Directions for this task: Scan each line of the records for the word "constants" and extract the ones that have it.

Information given:
——

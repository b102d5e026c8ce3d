/*
MIT License with FEFF10 Attribution

Copyright (c) 2025 Ameyanagi

Based on or developed using Distribution: FEFF10.0
Copyright (c) 2020 FEFF Project, University of Washington and SLAC National Accelerator Laboratory.
All rights reserved.
*/

//! Utility functions shared by the readers and the model
//!
//! Physical constants and unit conversions for the energy and length labels
//! found in the exported headers.

pub mod constants;
pub mod conversions;

pub use conversions::{bohr_to_angstrom, EnergyUnit};
/*
MIT License with FEFF10 Attribution

Copyright (c) 2025 Ameyanagi

Based on or developed using Distribution: FEFF10.0
Copyright (c) 2020 FEFF Project, University of Washington and SLAC National Accelerator Laboratory.
All rights reserved.
*/

//! # qewfc-rs
//!
//! Readers for plane-wave wavefunction exports.
//!
//! An export consists of an index file (dimensions, cell, eigenvalues), the
//! plane-wave coefficients either as tagged ASCII or as a raw binary stream,
//! and optionally a real-space grid. The readers fill a [`Wavefunction`]
//! organised as k-points, each holding a list of bands (molecular orbitals),
//! each holding complex coefficients.

pub mod cli;
pub mod markup;
pub mod readers;
pub mod timer;
pub mod utils;
pub mod wavefunction;

pub use readers::{load, ReadError, ReaderConfig};
pub use wavefunction::{Shape, Wavefunction};

// Version information
pub const VERSION: &str = env!("CARGO_PKG_VERSION");
pub const AUTHORS: &str = env!("CARGO_PKG_AUTHORS");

——

Result:
//! Physical constants and unit conversions for the energy and length labels
pub mod constants;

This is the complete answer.